Wednesday, August 21, 2019

Chaucer’s England, Part 2: The Rise of the Middle Class #Medieval History

Geoffrey Chaucer from the Ellesmere Illustrated Manuscript of The Canterbury Tales

People's lives in the tumultuous fourteenth century were disrupted by the Hundred Years’ War and the Black Death. These events and the accompanying social upheavals, fostered the development of a middle class of lay people who did not serve a noble. They were still the king’s subjects and were also supposed to obey the religious rules. 

1) The Plague – A series of terrible outbreaks of the Great Pestilence killed about a third of the entire population, mostly inhabitants of towns and young children. Despite the horrific death toll, the Plague years gave way to a more prosperous age. Suddenly, laborers were in short supply, and consequently valuable. They were paid better and could afford good food and houses. Lands were left vacant when their owners died and became available for purchase by the newly wealthy middle class.  

2) The Hundred Years’ War (1337 to 1453) – The French Wars were waged by the kings of England over their claim to the French throne and territories. The war fueled the need for soldiers, especially English yeomen with their long bows. All able-bodied Englishmen were ordered to practice archery every day. The English yeomen with their longbows formed the mightiest war weapon of that age. A skilled archer could shoot six arrows a minute with a range of several hundred yards and pierce armor. Yeomen with longbows contributed to the decline of knights as a major force in battle.  

Battle of Crecy showing Anglo-Welsh longbowmen; Jean Froissart -

The Middle Class

3) Merchants and craftsmen in towns owned shops and traded without serving a lord. The merchants’ guild elected a town mayor from their members. Skilled people like physicians and lawyers might also work independently of a noble. 

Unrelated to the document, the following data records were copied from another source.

use anyhow::Context;
use std::net::IpAddr;

pub(crate) const DEFAULT_CONFIG_PATH: &str = "remoteplay.toml";

pub(crate) struct Args {
    pub host_ip: IpAddr,
    pub device_id: String,
    pub wake_credential: String,
    pub psn_account_id: Option<String>,
    pub pin: Option<String>,
    pub config_path: String,
    pub dump_video_dir: Option<String>,
}

pub(crate) fn parse_args() -> anyhow::Result<Args> {
    let mut host_ip = None;
    let mut device_id = None;
    let mut wake_credential = String::new();
    let mut psn_account_id = None;
    let mut pin = None;
    let mut config_path = DEFAULT_CONFIG_PATH.to_string();
    let mut dump_video_dir = None;

    let args: Vec<String> = std::env::args().collect();
    let mut i = 1;
    while i < args.len() {
        match args[i].as_str() {
            "-V" | "--version" => {
                println!("remoteplay-cli {}", env!("CARGO_PKG_VERSION"));
                std::process::exit(0);
            }
            "-h" | "--help" => {
                println!("remoteplay-cli - drive the Remote Play bridge core against a console");
                println!();
                println!("USAGE:");
                println!("    remoteplay-cli --host <IP> --device-id <ID> [OPTIONS]");
                println!();
                println!("OPTIONS:");
                println!("    --host <IP>               Console IP address (required)");
                println!("    --device-id <ID>          Stable id for the device store record (required)");
                println!("    --wake-credential <HEX>   Wake-on-LAN credential used if the host is in standby");
                println!("    --account-id <BASE64>     PSN account id, only needed on first registration");
                println!("    --pin <PIN>               8-digit registration PIN, only needed on first registration");
                println!("    --config <PATH>           Config file [default: remoteplay.toml]");
                println!("    --dump-video <DIR>        Write decoded video frames to <DIR> for inspection");
                println!("    -V, --version             Print version and exit");
                println!("    -h, --help                Print this help and exit");
                std::process::exit(0);
            }
            "--host" => {
                i += 1;
                host_ip = Some(
                    args.get(i)
                        .context("Missing --host value")?
                        .parse::<IpAddr>()
                        .context("Invalid --host value")?,
                );
            }
            "--device-id" => {
                i += 1;
                device_id = Some(args.get(i).context("Missing --device-id value")?.clone());
            }
            "--wake-credential" => {
                i += 1;
                wake_credential = args.get(i).context("Missing --wake-credential value")?.clone();
            }
            "--account-id" => {
                i += 1;
                psn_account_id = Some(args.get(i).context("Missing --account-id value")?.clone());
            }
            "--pin" => {
                i += 1;
                // Keep as a string: an 8-digit PIN with leading zeros is not
                // the same thing as the integer it looks like.
                pin = Some(args.get(i).context("Missing --pin value")?.clone());
            }
            "--config" => {
                i += 1;
                config_path = args.get(i).context("Missing --config value")?.clone();
            }
            "--dump-video" => {
                i += 1;
                dump_video_dir = Some(args.get(i).context("Missing --dump-video value")?.clone());
            }
            other => anyhow::bail!("Unknown argument: {other}"),
        }
        i += 1;
    }

    Ok(Args {
        host_ip: host_ip.context("--host is required")?,
        device_id: device_id.context("--device-id is required")?,
        wake_credential,
        psn_account_id,
        pin,
        config_path,
        dump_video_dir,
    })
}
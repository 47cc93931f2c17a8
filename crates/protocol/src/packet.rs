//! Takion transport packet framing (C6).
//!
//! Wire layout: `type_tag(1) | channel_id(1) | sequence(4, BE) | payload(N) | mac(4)`.
//! The MAC covers `type_tag || channel_id || sequence || payload`; verification
//! happens one layer up (crypto primitives own the key, this module only knows
//! the byte layout).

use thiserror::Error;

pub const TAKION_HEADER_LEN: usize = 1 + 1 + 4;
pub const TAKION_MAC_LEN: usize = 4;

#[derive(Debug, Clone, Copy, PartialEq, Eq, Hash)]
#[repr(u8)]
pub enum TakionPacketType {
    Control = 0,
    FeedbackState = 1,
    FeedbackHistory = 2,
    Video = 3,
    Audio = 4,
    Handshake = 5,
    Congestion = 6,
    ClientInfo = 7,
    PadInfoEvent = 8,
}

impl TakionPacketType {
    pub fn from_tag(tag: u8) -> Result<Self, PacketError> {
        Ok(match tag {
            0 => Self::Control,
            1 => Self::FeedbackState,
            2 => Self::FeedbackHistory,
            3 => Self::Video,
            4 => Self::Audio,
            5 => Self::Handshake,
            6 => Self::Congestion,
            7 => Self::ClientInfo,
            8 => Self::PadInfoEvent,
            other => return Err(PacketError::UnknownType(other)),
        })
    }

    pub fn tag(self) -> u8 {
        self as u8
    }
}

#[derive(Debug, Error, PartialEq, Eq)]
pub enum PacketError {
    #[error("takion packet too short: {0} bytes, need at least {TAKION_HEADER_LEN} + {TAKION_MAC_LEN}")]
    TooShort(usize),
    #[error("unknown takion packet type tag: {0}")]
    UnknownType(u8),
}

/// A parsed takion packet with its MAC still attached (unverified).
#[derive(Debug, Clone, PartialEq, Eq)]
pub struct TakionPacket {
    pub packet_type: TakionPacketType,
    pub channel_id: u8,
    pub sequence: u32,
    pub payload: Vec<u8>,
    pub mac: [u8; TAKION_MAC_LEN],
}

impl TakionPacket {
    pub fn new(
        packet_type: TakionPacketType,
        channel_id: u8,
        sequence: u32,
        payload: Vec<u8>,
    ) -> Self {
        Self {
            packet_type,
            channel_id,
            sequence,
            payload,
            mac: [0; TAKION_MAC_LEN],
        }
    }

    /// Bytes covered by the MAC: header fields plus payload, MAC excluded.
    pub fn mac_input(&self) -> Vec<u8> {
        let mut buf = Vec::with_capacity(TAKION_HEADER_LEN + self.payload.len());
        buf.push(self.packet_type.tag());
        buf.push(self.channel_id);
        buf.extend_from_slice(&self.sequence.to_be_bytes());
        buf.extend_from_slice(&self.payload);
        buf
    }

    /// Serialize header + payload + the given MAC value.
    pub fn serialize_with_mac(&self, mac: [u8; TAKION_MAC_LEN]) -> Vec<u8> {
        let mut buf = self.mac_input();
        buf.extend_from_slice(&mac);
        buf
    }

    pub fn deserialize(bytes: &[u8]) -> Result<Self, PacketError> {
        if bytes.len() < TAKION_HEADER_LEN + TAKION_MAC_LEN {
            return Err(PacketError::TooShort(bytes.len()));
        }
        let packet_type = TakionPacketType::from_tag(bytes[0])?;
        let channel_id = bytes[1];
        let sequence = u32::from_be_bytes([bytes[2], bytes[3], bytes[4], bytes[5]]);
        let payload_end = bytes.len() - TAKION_MAC_LEN;
        let payload = bytes[TAKION_HEADER_LEN..payload_end].to_vec();
        let mut mac = [0u8; TAKION_MAC_LEN];
        mac.copy_from_slice(&bytes[payload_end..]);
        Ok(Self {
            packet_type,
            channel_id,
            sequence,
            payload,
            mac,
        })
    }
}

#[cfg(test)]
mod tests {
    use super::*;

    #[test]
    fn roundtrip_control_packet() {
        let pkt = TakionPacket::new(TakionPacketType::Control, 0, 42, vec![1, 2, 3]);
        let bytes = pkt.serialize_with_mac([0xAA, 0xBB, 0xCC, 0xDD]);
        let parsed = TakionPacket::deserialize(&bytes).unwrap();
        assert_eq!(parsed.packet_type, TakionPacketType::Control);
        assert_eq!(parsed.sequence, 42);
        assert_eq!(parsed.payload, vec![1, 2, 3]);
        assert_eq!(parsed.mac, [0xAA, 0xBB, 0xCC, 0xDD]);
    }

    #[test]
    fn empty_payload_roundtrips() {
        let pkt = TakionPacket::new(TakionPacketType::Handshake, 1, 0, vec![]);
        let bytes = pkt.serialize_with_mac([0; 4]);
        let parsed = TakionPacket::deserialize(&bytes).unwrap();
        assert!(parsed.payload.is_empty());
    }

    #[test]
    fn too_short_is_rejected() {
        let bytes = [0u8; TAKION_HEADER_LEN + TAKION_MAC_LEN - 1];
        assert_eq!(
            TakionPacket::deserialize(&bytes),
            Err(PacketError::TooShort(bytes.len()))
        );
    }

    #[test]
    fn unknown_type_tag_is_rejected() {
        let mut bytes = vec![0xFFu8, 0, 0, 0, 0, 0];
        bytes.extend_from_slice(&[0; TAKION_MAC_LEN]);
        assert_eq!(
            TakionPacket::deserialize(&bytes),
            Err(PacketError::UnknownType(0xFF))
        );
    }

    #[test]
    fn sequence_roundtrips_across_full_u32_range() {
        for seq in [0u32, 1, u32::MAX / 2, u32::MAX] {
            let pkt = TakionPacket::new(TakionPacketType::Video, 3, seq, vec![9]);
            let bytes = pkt.serialize_with_mac([1, 2, 3, 4]);
            let parsed = TakionPacket::deserialize(&bytes).unwrap();
            assert_eq!(parsed.sequence, seq);
        }
    }

    #[test]
    fn mac_input_excludes_mac_bytes() {
        let pkt = TakionPacket::new(TakionPacketType::Audio, 2, 7, vec![5, 6]);
        let input = pkt.mac_input();
        assert_eq!(input.len(), TAKION_HEADER_LEN + 2);
        assert_eq!(&input[TAKION_HEADER_LEN..], &[5, 6]);
    }
}
//! A hand-rolled, minimal HTTP/1.1 client used for the two console
//! exchanges that the spec describes as raw HTTP-like text over a plain
//! `TcpStream` (§4.4, §4.5). Neither console endpoint is a general-purpose
//! web server, so this sticks to exactly what's needed -- a request line,
//! a handful of headers, an optional body, and a status-line + headers +
//! `Content-Length` body response -- rather than pulling in a full HTTP
//! client stack for two fixed exchanges.

use std::collections::HashMap;
use thiserror::Error;
use tokio::io::{AsyncReadExt, AsyncWriteExt, BufReader};
use tokio::net::TcpStream;

#[derive(Debug, Error)]
pub enum HttpLiteError {
    #[error("I/O error: {0}")]
    Io(#[from] std::io::Error),
    #[error("malformed status line: {0}")]
    BadStatusLine(String),
    #[error("connection closed before headers completed")]
    Truncated,
}

#[derive(Debug, Clone)]
pub struct HttpResponse {
    pub status: u16,
    pub headers: HashMap<String, String>,
    pub body: Vec<u8>,
}

impl HttpResponse {
    pub fn header(&self, name: &str) -> Option<&str> {
        self.headers.get(&name.to_lowercase()).map(|s| s.as_str())
    }
}

/// Write `{request_line}\r\n{headers}\r\n\r\n{body}` to `stream`.
pub async fn send_request(
    stream: &mut TcpStream,
    request_line: &str,
    headers: &[(&str, String)],
    body: &[u8],
) -> Result<(), HttpLiteError> {
    let mut buf = format!("{request_line}\r\n");
    for (name, value) in headers {
        buf.push_str(&format!("{name}: {value}\r\n"));
    }
    if !body.is_empty() {
        buf.push_str(&format!("Content-Length: {}\r\n", body.len()));
    }
    buf.push_str("\r\n");
    stream.write_all(buf.as_bytes()).await?;
    if !body.is_empty() {
        stream.write_all(body).await?;
    }
    stream.flush().await?;
    Ok(())
}

/// Read a status line, headers, and a `Content-Length`-bounded body. Headers
/// with no body (`Content-Length` absent or zero) return an empty body.
pub async fn read_response(stream: &mut TcpStream) -> Result<HttpResponse, HttpLiteError> {
    let mut reader = BufReader::new(stream);
    let mut header_bytes = Vec::new();
    let mut byte = [0u8; 1];
    let mut seen = Vec::new();
    loop {
        let n = reader.read(&mut byte).await?;
        if n == 0 {
            return Err(HttpLiteError::Truncated);
        }
        seen.push(byte[0]);
        header_bytes.push(byte[0]);
        if seen.ends_with(b"\r\n\r\n") || seen.ends_with(b"\n\n") {
            break;
        }
    }
    let header_text = String::from_utf8_lossy(&header_bytes);
    let mut lines = header_text.split('\n').map(|l| l.trim_end_matches('\r'));

    let status_line = lines.next().ok_or(HttpLiteError::Truncated)?;
    let status: u16 = status_line
        .split_whitespace()
        .nth(1)
        .ok_or_else(|| HttpLiteError::BadStatusLine(status_line.to_string()))?
        .parse()
        .map_err(|_| HttpLiteError::BadStatusLine(status_line.to_string()))?;

    let mut headers = HashMap::new();
    for line in lines {
        if line.is_empty() {
            continue;
        }
        if let Some((key, value)) = line.split_once(':') {
            headers.insert(key.trim().to_lowercase(), value.trim().to_string());
        }
    }

    let content_length: usize = headers
        .get("content-length")
        .and_then(|v| v.parse().ok())
        .unwrap_or(0);

    let mut body = vec![0u8; content_length];
    if content_length > 0 {
        reader.read_exact(&mut body).await?;
    }

    Ok(HttpResponse {
        status,
        headers,
        body,
    })
}

/// Minimal server-side request reader used only by other modules' tests to
/// stand up a mock console endpoint.
#[cfg(test)]
pub struct TestRequest {
    pub request_line: String,
    pub headers: HashMap<String, String>,
    pub body: Vec<u8>,
}

#[cfg(test)]
pub async fn read_request_for_test(stream: &mut TcpStream) -> TestRequest {
    let mut reader = BufReader::new(stream);
    let mut header_bytes = Vec::new();
    let mut byte = [0u8; 1];
    let mut seen = Vec::new();
    loop {
        let n = reader.read(&mut byte).await.unwrap();
        assert!(n > 0, "connection closed before headers completed");
        seen.push(byte[0]);
        header_bytes.push(byte[0]);
        if seen.ends_with(b"\r\n\r\n") || seen.ends_with(b"\n\n") {
            break;
        }
    }
    let header_text = String::from_utf8_lossy(&header_bytes);
    let mut lines = header_text.split('\n').map(|l| l.trim_end_matches('\r'));
    let request_line = lines.next().unwrap().to_string();

    let mut headers = HashMap::new();
    for line in lines {
        if line.is_empty() {
            continue;
        }
        if let Some((key, value)) = line.split_once(':') {
            headers.insert(key.trim().to_lowercase(), value.trim().to_string());
        }
    }

    let content_length: usize = headers
        .get("content-length")
        .and_then(|v| v.parse().ok())
        .unwrap_or(0);
    let mut body = vec![0u8; content_length];
    if content_length > 0 {
        reader.read_exact(&mut body).await.unwrap();
    }

    TestRequest {
        request_line,
        headers,
        body,
    }
}
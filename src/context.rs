//! The `Context` holds every piece of state of a running simulation.
//!
//! State is partitioned into *data plugins*: each component (people, town, infection
//! bookkeeping, ...) declares a unique plugin type with [`define_data_plugin!`] and keeps its data
//! in the container associated with that type. Components then expose their behavior as
//! extension traits on `Context`, so a model is assembled by calling each component's `init`
//! function and then driving the day/hour clock.
//!
//! The clock is discrete: a simulation advances one hour at a time within a day, and days are
//! numbered from zero (the day the outbreak is seeded).
use std::any::{type_name, Any, TypeId};

use crate::{HashMap, HashMapExt};

/// A trait for objects that can provide data containers to be held by `Context`
pub trait DataPlugin: Any {
    type DataContainer;

    fn create_data_container() -> Self::DataContainer;
}

/// Defines a new type for storing data in Context.
#[macro_export]
macro_rules! define_data_plugin {
    ($plugin:ident, $data_container:ty, $default: expr) => {
        struct $plugin;

        impl $crate::context::DataPlugin for $plugin {
            type DataContainer = $data_container;

            fn create_data_container() -> Self::DataContainer {
                $default
            }
        }
    };
}
pub use define_data_plugin;

/// The basic operations every extension trait builds on.
pub trait ContextBase: Sized {
    /// Retrieves a mutable reference to the data container associated with a `DataPlugin`,
    /// creating it if this is the first access.
    fn get_data_mut<T: DataPlugin>(&mut self, plugin: T) -> &mut T::DataContainer;

    /// Retrieves a reference to the data container associated with a `DataPlugin`.
    ///
    /// # Panics
    ///
    /// Panics if the container has never been created, which means the component that owns it
    /// was not initialized.
    fn get_data<T: DataPlugin>(&self, plugin: T) -> &T::DataContainer;

    /// Like `get_data`, but returns `None` for a container that was never created.
    fn try_get_data<T: DataPlugin>(&self, plugin: T) -> Option<&T::DataContainer>;

    fn get_current_day(&self) -> usize;
    fn get_current_hour(&self) -> usize;
}

pub struct Context {
    data_plugins: HashMap<TypeId, Box<dyn Any>>,
    current_day: usize,
    current_hour: usize,
}

impl Context {
    #[must_use]
    pub fn new() -> Context {
        Context {
            data_plugins: HashMap::new(),
            current_day: 0,
            current_hour: 0,
        }
    }

    pub(crate) fn set_current_day(&mut self, day: usize) {
        self.current_day = day;
        self.current_hour = 0;
    }

    pub(crate) fn set_current_hour(&mut self, hour: usize) {
        assert!(hour < 24, "Invalid hour of day {hour}");
        self.current_hour = hour;
    }
}

impl ContextBase for Context {
    fn get_data_mut<T: DataPlugin>(&mut self, _plugin: T) -> &mut T::DataContainer {
        self.data_plugins
            .entry(TypeId::of::<T>())
            .or_insert_with(|| Box::new(T::create_data_container()))
            .downcast_mut::<T::DataContainer>()
            .expect("data plugin container has the wrong type")
    }

    fn get_data<T: DataPlugin>(&self, plugin: T) -> &T::DataContainer {
        self.try_get_data(plugin).unwrap_or_else(|| {
            panic!(
                "data plugin {} has not been initialized",
                type_name::<T>()
            )
        })
    }

    fn try_get_data<T: DataPlugin>(&self, _plugin: T) -> Option<&T::DataContainer> {
        self.data_plugins
            .get(&TypeId::of::<T>())
            .and_then(|container| container.downcast_ref::<T::DataContainer>())
    }

    fn get_current_day(&self) -> usize {
        self.current_day
    }

    fn get_current_hour(&self) -> usize {
        self.current_hour
    }
}

impl Default for Context {
    fn default() -> Self {
        Self::new()
    }
}
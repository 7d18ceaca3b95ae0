//! The town: every location instance, grouped by category.
//!
//! Location counts are fixed when the town is built. Houses match the number of households,
//! Hospital and Outdoors are singletons, and the remaining categories get one instance per
//! `ratio` residents (rounded up), so even a tiny town has at least one of each.
mod location;

pub use location::{CapacityPolicy, Location, LocationCategory, LocationRef};

use crate::context::{Context, ContextBase};
use crate::define_data_plugin;
use crate::error::EpiError;
use crate::log::trace;
use crate::parameters::{ContextParametersExt, PolicyParams, TownRatios};

/// Number of instances of each location category.
#[derive(Debug, Clone, Copy, PartialEq, Eq)]
pub struct TownSizes([usize; LocationCategory::COUNT]);

impl TownSizes {
    #[must_use]
    pub fn get(&self, category: LocationCategory) -> usize {
        self.0[category.index()]
    }
}

#[derive(Debug, Clone)]
pub struct Town {
    locations: [Vec<Location>; LocationCategory::COUNT],
}

fn location_count(population: usize, ratio: usize) -> usize {
    population.div_ceil(ratio).max(1)
}

impl Town {
    #[must_use]
    pub fn new(
        population: usize,
        households: usize,
        ratios: &TownRatios,
        policy: &PolicyParams,
    ) -> Town {
        let locations = LocationCategory::ALL.map(|category| {
            let count = match category {
                LocationCategory::House => households,
                LocationCategory::School => location_count(population, ratios.school),
                LocationCategory::Workplace => location_count(population, ratios.workplace),
                LocationCategory::Transportation => {
                    location_count(population, ratios.transportation)
                }
                LocationCategory::Extracurricular => {
                    location_count(population, ratios.extracurricular)
                }
                LocationCategory::Entertainment => {
                    location_count(population, ratios.entertainment)
                }
                LocationCategory::Outdoors | LocationCategory::Hospital => 1,
            };
            let capacity = category.capacity_policy(policy);
            (0..count)
                .map(|_| Location::new(category, capacity))
                .collect::<Vec<_>>()
        });
        Town { locations }
    }

    #[must_use]
    pub fn sizes(&self) -> TownSizes {
        TownSizes(self.locations.each_ref().map(Vec::len))
    }

    #[must_use]
    pub fn count(&self, category: LocationCategory) -> usize {
        self.locations[category.index()].len()
    }

    #[must_use]
    pub fn locations(&self, category: LocationCategory) -> &[Location] {
        &self.locations[category.index()]
    }

    /// # Panics
    ///
    /// Panics if `location.id` is out of range for its category.
    #[must_use]
    pub fn location(&self, location: LocationRef) -> &Location {
        &self.locations[location.category.index()][location.id]
    }

    pub(crate) fn location_mut(&mut self, location: LocationRef) -> &mut Location {
        &mut self.locations[location.category.index()][location.id]
    }

    pub(crate) fn clear_occupants(&mut self) {
        for location in self.locations.iter_mut().flatten() {
            location.clear();
        }
    }

    /// Total occupants across every location.
    #[must_use]
    pub fn total_occupants(&self) -> usize {
        self.locations
            .iter()
            .flatten()
            .map(|location| location.occupants().len())
            .sum()
    }
}

define_data_plugin!(TownPlugin, Option<Town>, None);

pub trait ContextTownExt {
    /// Builds the town for the configured population with one house per household.
    ///
    /// # Errors
    ///
    /// Returns an `EpiError` if the town was already built or there are no households.
    fn init_town(&mut self, households: usize) -> Result<(), EpiError>;

    /// # Panics
    ///
    /// Panics if the town has not been built.
    fn get_town(&self) -> &Town;

    fn get_town_mut(&mut self) -> &mut Town;
}

impl ContextTownExt for Context {
    fn init_town(&mut self, households: usize) -> Result<(), EpiError> {
        if households == 0 {
            return Err(EpiError::ConfigurationError(
                "a town needs at least one household".to_string(),
            ));
        }
        if matches!(self.try_get_data(TownPlugin), Some(Some(_))) {
            return Err(EpiError::EpiError("town already initialized".to_string()));
        }
        let params = self.get_params();
        let town = Town::new(params.population, households, &params.town, &params.policy);
        trace!("initializing town with {:?}", town.sizes());
        *self.get_data_mut(TownPlugin) = Some(town);
        Ok(())
    }

    fn get_town(&self) -> &Town {
        self.get_data(TownPlugin)
            .as_ref()
            .expect("town has not been initialized")
    }

    fn get_town_mut(&mut self) -> &mut Town {
        self.get_data_mut(TownPlugin)
            .as_mut()
            .expect("town has not been initialized")
    }
}
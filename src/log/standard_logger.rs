use log4rs::append::console::{ConsoleAppender, Target};
use log4rs::config::runtime::ConfigBuilder;
use log4rs::config::{Appender, Logger, Root};
use log4rs::encode::pattern::PatternEncoder;
use log4rs::Config;

#[cfg(feature = "progress_bar")]
use super::progress_bar_encoder::ClearLineEncoder;
use crate::log::{LogConfiguration, ModuleLogConfiguration};

// ISO 8601 timestamp and a color coded level tag
const DEFAULT_LOG_PATTERN: &str = "{d(%Y-%m-%dT%H:%M:%SZ)} {h({l})} {t} - {m}{n}";

impl From<&ModuleLogConfiguration> for Logger {
    fn from(module_config: &ModuleLogConfiguration) -> Self {
        Logger::builder().build(module_config.module.clone(), module_config.level)
    }
}

impl LogConfiguration {
    /// Installs (or reconfigures) the global logger to match this configuration. Messages go
    /// to stderr so that they never interleave with the results table on stdout.
    pub(in crate::log) fn set_config(&mut self) {
        let encoder = Box::new(PatternEncoder::new(DEFAULT_LOG_PATTERN));
        #[cfg(feature = "progress_bar")]
        let encoder = Box::new(ClearLineEncoder::new(encoder));
        let stderr = ConsoleAppender::builder()
            .target(Target::Stderr)
            .encoder(encoder)
            .build();
        let mut config: ConfigBuilder =
            Config::builder().appender(Appender::builder().build("stderr", Box::new(stderr)));

        for module_config in self.module_configurations.values() {
            config = config.logger(module_config.into());
        }

        let root = Root::builder()
            .appender("stderr")
            .build(self.global_log_level);
        let new_config = match config.build(root) {
            Err(e) => {
                panic!("failed to build config: {e}");
            }
            Ok(config) => config,
        };

        match self.root_handle {
            Some(ref mut handle) => {
                handle.set_config(new_config);
            }
            None => match log4rs::init_config(new_config) {
                Ok(handle) => self.root_handle = Some(handle),
                // Another logger is already installed (e.g. by an embedding application).
                Err(e) => eprintln!("unable to install logger: {e}"),
            },
        }
    }
}
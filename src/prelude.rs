pub use crate::context::{Context, ContextBase};
pub use crate::emergency::{ContextEmergencyExt, EmergencyLevel};
pub use crate::error::EpiError;
pub use crate::global_properties::ContextGlobalPropertiesExt;
pub use crate::infection_manager::ContextInfectionExt;
pub use crate::log::{debug, error, info, trace, warn};
pub use crate::occupancy::ContextOccupancyExt;
pub use crate::parameters::{ContextParametersExt, ModelType, Params};
pub use crate::people::{AgeGroup, ContextPeopleExt, InfectionStatus, PersonId};
pub use crate::progress::ContextProgressExt;
pub use crate::random::ContextRandomExt;
pub use crate::report::ContextReportExt;
pub use crate::routine::{ContextRoutineExt, Routine};
pub use crate::simulation::{ContextSimulationExt, DailyResult};
pub use crate::town::{ContextTownExt, LocationCategory, LocationRef};
pub use crate::transmission_manager::ContextTransmissionExt;
pub use crate::{define_data_plugin, define_global_property, define_report, define_rng};
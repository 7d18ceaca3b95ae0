use crate::people::{InfectionStatus, PersonId};

/// Compartment membership for every person.
///
/// Each compartment is a dense `Vec` of ids, and each person records which compartment they
/// are in and at which position. Moving a person swap-removes them from their old
/// compartment (patching the position of whoever was swapped in) and pushes them onto the
/// new one.
#[derive(Debug, Default)]
pub(crate) struct StateRegistry {
    members: [Vec<PersonId>; 3],
    slots: Vec<(InfectionStatus, usize)>,
}

impl StateRegistry {
    /// Registers the next person as susceptible.
    ///
    /// # Panics
    ///
    /// Panics if ids are not registered in creation order.
    pub(crate) fn insert(&mut self, person_id: PersonId) {
        assert_eq!(
            person_id.0,
            self.slots.len(),
            "people must be registered in creation order"
        );
        let members = &mut self.members[InfectionStatus::Susceptible.index()];
        self.slots
            .push((InfectionStatus::Susceptible, members.len()));
        members.push(person_id);
    }

    pub(crate) fn len(&self) -> usize {
        self.slots.len()
    }

    pub(crate) fn status(&self, person_id: PersonId) -> InfectionStatus {
        self.slots[person_id.0].0
    }

    pub(crate) fn members(&self, status: InfectionStatus) -> &[PersonId] {
        &self.members[status.index()]
    }

    pub(crate) fn count(&self, status: InfectionStatus) -> usize {
        self.members[status.index()].len()
    }

    /// Moves a person to `status` and returns their previous status.
    pub(crate) fn transition(
        &mut self,
        person_id: PersonId,
        status: InfectionStatus,
    ) -> InfectionStatus {
        let (previous, position) = self.slots[person_id.0];
        if previous == status {
            return previous;
        }

        let old_members = &mut self.members[previous.index()];
        old_members.swap_remove(position);
        if let Some(moved) = old_members.get(position) {
            self.slots[moved.0].1 = position;
        }

        let new_members = &mut self.members[status.index()];
        self.slots[person_id.0] = (status, new_members.len());
        new_members.push(person_id);
        previous
    }

    /// Checks that the compartments partition the population and agree with the per-person
    /// slots.
    pub(crate) fn check(&self) -> Result<(), String> {
        let total: usize = self.members.iter().map(Vec::len).sum();
        if total != self.slots.len() {
            return Err(format!(
                "compartments hold {total} people but the population is {}",
                self.slots.len()
            ));
        }
        for status in InfectionStatus::ALL {
            for (position, person_id) in self.members(status).iter().enumerate() {
                if self.slots[person_id.0] != (status, position) {
                    return Err(format!(
                        "{person_id:?} is listed as {status:?} at {position} but recorded as {:?}",
                        self.slots[person_id.0]
                    ));
                }
            }
        }
        Ok(())
    }
}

Weavers, Giovanni Boccaccio, Medieval Life

4) Yeomen, the archers who fought for the king or his nobles, could win riches and own land. A landowner with sufficient wealth might also become independent.  
The rise of the middle class led to a blurring of the distinctions between nobles and commoners. A yeoman with modest farmland might marry the daughter of a poor knight.  

Most people lived in the countryside in villages or farms. London was the largest city in Britain with a population of about 40,000. Bristol at 10,000 people was the second largest city. Most cities and towns had populations of about 1000 to 2000 people.  


My Medieval Romance, Dame Audrey, tells the story of a cloth merchant's widow and a yeoman who inherits land.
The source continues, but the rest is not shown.